This document describes how Glean.js handles ping uploading.
It is not a straight line from the moment a ping is submitted to the moment it is uploaded to the telemetry servers. Even though the aim is that submission will trigger upload immediately, multiple factors need to be accounted for that may delay upload such as: rate limitations, network errors and user interactions e.g. a user closing the application before Glean is able to upload a ping.
There are three main internal structures that handle ping upload orchestration and resiliency
inside the Glean.js code base. These are: the PingsDatabase, the PingUploadManager and the
PingUploadWorker.
The PingsDatabase, as the name suggests, is a database for storing pings. It is different from the
MetricsDatabase and EventsDatabase, in the sense that it contains the ping data after collection
i.e. it contains full JSON ping payloads instead of isolated metric data.
As soon as a new ping is collected
it is persisted on the PingsDatabase.
The PingsDatabase is an observable class. Whenever a new ping is recorded, observers are notified.
When this class is initialized it scans the underlying database for any pending pings
from the previous run. Observers are also notified of each ping found while scanning.
The PingUploadManager is responsible for managing a queue of pings to upload and for dealing with
upload responses.
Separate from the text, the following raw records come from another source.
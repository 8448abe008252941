//! Counting-line geometry.
//!
//! `BoundingBox` is the only way pixel coordinates enter the counting core.
//! Its fields are private and every constructor validates ordering, the
//! pixel range (and finiteness for float input), so a counter never sees a
//! box whose centroid would be meaningless. Coordinates are limited to the
//! `i32` range; every sum a counter computes then fits in `i64`.
//!
//! ```compile_fail
//! use crossline::BoundingBox;
//!
//! let bbox = BoundingBox { x1: 10, y1: 0, x2: 0, y2: 5 };
//! ```

use serde::{Deserialize, Serialize};

/// Which image axis the counting line is perpendicular to.
///
/// A `Vertical` line is crossed by horizontal motion, so counters read the
/// horizontal centroid of a box; `Horizontal` reads the vertical centroid.
#[derive(Clone, Copy, Debug, PartialEq, Eq, Hash, Serialize, Deserialize)]
#[serde(rename_all = "lowercase")]
pub enum Axis {
    Vertical,
    Horizontal,
}

impl Axis {
    pub fn as_str(&self) -> &'static str {
        match self {
            Self::Vertical => "vertical",
            Self::Horizontal => "horizontal",
        }
    }
}

impl std::str::FromStr for Axis {
    type Err = anyhow::Error;

    fn from_str(s: &str) -> Result<Self, Self::Err> {
        match s.trim().to_lowercase().as_str() {
            "vertical" => Ok(Self::Vertical),
            "horizontal" => Ok(Self::Horizontal),
            other => Err(anyhow::anyhow!(
                "axis must be 'vertical' or 'horizontal', got '{}'",
                other
            )),
        }
    }
}

/// Crossing polarity detected by a counter.
///
/// `Positive` approaches from below the line position (left, or top in image
/// coordinates) and finishes beyond it; `Negative` is the reverse.
#[derive(Clone, Copy, Debug, PartialEq, Eq, Hash, Serialize, Deserialize)]
#[serde(rename_all = "lowercase")]
pub enum Direction {
    Positive,
    Negative,
}

impl Direction {
    pub fn as_str(&self) -> &'static str {
        match self {
            Self::Positive => "positive",
            Self::Negative => "negative",
        }
    }
}

impl std::str::FromStr for Direction {
    type Err = anyhow::Error;

    fn from_str(s: &str) -> Result<Self, Self::Err> {
        match s.trim().to_lowercase().as_str() {
            "positive" => Ok(Self::Positive),
            "negative" => Ok(Self::Negative),
            other => Err(anyhow::anyhow!(
                "direction must be 'positive' or 'negative', got '{}'",
                other
            )),
        }
    }
}

/// Input-validation failure for box coordinates.
#[derive(Clone, Debug, PartialEq)]
pub enum GeometryError {
    /// A float coordinate was NaN or infinite.
    NonFinite { coords: [f64; 4] },
    /// `min >= max` on the named axis.
    Unordered { axis: char, min: i64, max: i64 },
    /// A coordinate lies outside the supported pixel range.
    OutOfRange { value: f64 },
}

/// Smallest accepted pixel coordinate.
pub const MIN_COORDINATE: i64 = i32::MIN as i64;
/// Largest accepted pixel coordinate.
pub const MAX_COORDINATE: i64 = i32::MAX as i64;

impl std::fmt::Display for GeometryError {
    fn fmt(&self, f: &mut std::fmt::Formatter<'_>) -> std::fmt::Result {
        match self {
            Self::NonFinite { coords } => write!(
                f,
                "invalid geometry: non-finite bounding box coordinates {:?}",
                coords
            ),
            Self::Unordered { axis, min, max } => write!(
                f,
                "invalid geometry: bounding box requires {axis}1 < {axis}2 (got {axis}1={min}, {axis}2={max})"
            ),
            Self::OutOfRange { value } => write!(
                f,
                "invalid geometry: coordinate {} outside [{}, {}]",
                value, MIN_COORDINATE, MAX_COORDINATE
            ),
        }
    }
}

impl std::error::Error for GeometryError {}

/// Axis-aligned box in pixel coordinates, `x1 < x2` and `y1 < y2`.
#[derive(Clone, Copy, Debug, PartialEq, Eq, Hash)]
pub struct BoundingBox {
    x1: i64,
    y1: i64,
    x2: i64,
    y2: i64,
}

impl BoundingBox {
    pub fn new(x1: i64, y1: i64, x2: i64, y2: i64) -> Result<Self, GeometryError> {
        if let Some(&value) = [x1, y1, x2, y2]
            .iter()
            .find(|c| !(MIN_COORDINATE..=MAX_COORDINATE).contains(*c))
        {
            return Err(GeometryError::OutOfRange {
                value: value as f64,
            });
        }
        if x1 >= x2 {
            return Err(GeometryError::Unordered {
                axis: 'x',
                min: x1,
                max: x2,
            });
        }
        if y1 >= y2 {
            return Err(GeometryError::Unordered {
                axis: 'y',
                min: y1,
                max: y2,
            });
        }
        Ok(Self { x1, y1, x2, y2 })
    }

    /// Build from detector float output. Coordinates are truncated toward
    /// zero, the same as casting tracker output to integer pixels.
    ///
    /// Truncation happens before the ordering check, so a sub-pixel box such
    /// as `[10.2, 0.0, 10.8, 1.0]` collapses to `x1 == x2` and is rejected as
    /// `Unordered`.
    pub fn from_f64(coords: [f64; 4]) -> Result<Self, GeometryError> {
        if coords.iter().any(|c| !c.is_finite()) {
            return Err(GeometryError::NonFinite { coords });
        }
        let range = MIN_COORDINATE as f64..=MAX_COORDINATE as f64;
        if let Some(&value) = coords.iter().find(|c| !range.contains(&c.trunc())) {
            return Err(GeometryError::OutOfRange { value });
        }
        let [x1, y1, x2, y2] = coords.map(|c| c.trunc() as i64);
        Self::new(x1, y1, x2, y2)
    }

    pub fn x1(&self) -> i64 {
        self.x1
    }

    pub fn y1(&self) -> i64 {
        self.y1
    }

    pub fn x2(&self) -> i64 {
        self.x2
    }

    pub fn y2(&self) -> i64 {
        self.y2
    }

    pub fn width(&self) -> i64 {
        self.x2 - self.x1
    }

    pub fn height(&self) -> i64 {
        self.y2 - self.y1
    }

    /// Midpoint along the coordinate read for `axis`, flooring division.
    pub fn centroid(&self, axis: Axis) -> i64 {
        match axis {
            Axis::Vertical => (self.x1 + self.x2).div_euclid(2),
            Axis::Horizontal => (self.y1 + self.y2).div_euclid(2),
        }
    }
}

impl TryFrom<[f64; 4]> for BoundingBox {
    type Error = GeometryError;

    fn try_from(coords: [f64; 4]) -> Result<Self, Self::Error> {
        Self::from_f64(coords)
    }
}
It is also responsible for applying limitations to ping uploads. It observes the
PingsDatabase. Whenever it is notified of a new ping, that ping is added to the queue and
the PingUploadWorker is started.
The PingUploadManager exposes the getUploadTask and processPingUploadResponse APIs
to be consumed by the PingUploadWorker.
The getUploadTask API will return three possible tasks:
- The
Upload_UploadTask, which signals that there are still pings waiting for upload in queue and it contains the payload of the oldest ping in the queue. - The
Wait_UploadTask, which signals that the worker has reached the rate limits for this API and should wait before calling it again. It contains an amount of milliseconds to wait before requesting new tasks. - The
Done_UploadTask, which signals that worker is done and should stop asking for new tasks. This task is prompted either by the queue being empty or by upload limitations being hit.
This function applies the ping rate limitations and guards against upload worker infinite loops e.g. when upload attempts return too many recoverable failures in a row and pings are re-enqueued and retried in a row, which can happen in case of lack of internet connection for example.
The processPingUploadResponse API will process the result of an upload attempt. There are
three possible outcomes of an upload attempt.
- Success: ping was uploaded successfully and server returned status
200 OK. - Unrecoverable failure: there was error assembling a ping request or the server returned a status in the 4XX range.
- Recoverable failure: there was an error sending a request to the server e.g. for lack of internet connection, or the server returned an error status outside of the 4XX range.
For results 1. and 2. the processPingUploadResponse API will process the result
and delete the related ping from the pings database. Glean will not retry uploading these pings.
For result 3. the ping will be re-enqueued and upload will be retried immediately or later. The number or recoverable errors is also increased in this case.
The PingUploadWorker is responsible for uploading pings to the telemetry server. It is
also responsible for assembling the ping request by gzipping the request body (if possible)
and attaching the default headers to it.
The PingUploadWorker is initialized on an idle state. Once it's work API is called it will begin an
asynchronous job to ask for tasks by calling the getUploadTask API. When it gets an Upload_UploadTask
task, it will attempt to upload the ping and will call the processPingUploadResponse API with the
result of each attempt. When it gets a Wait_UploadTask or a Done_UploadTask it will go back to
it's idle state.
The PingUploadWorker loop will always process one upload task at a time. If the work API is
called while there is already ongoing work, no new jobs are started and a new task is only requested
once the processing of the result of the previous task is complete.
Note: The diagram on "Upload Mechanism" page illustrates nicely how the
PingUploadWorkerinteracts with thePingUploadManagerAPIs -- if you replace the "Glean core" column withPingUploadManagerand the "Glean wrapper" column withPingUploadWorker.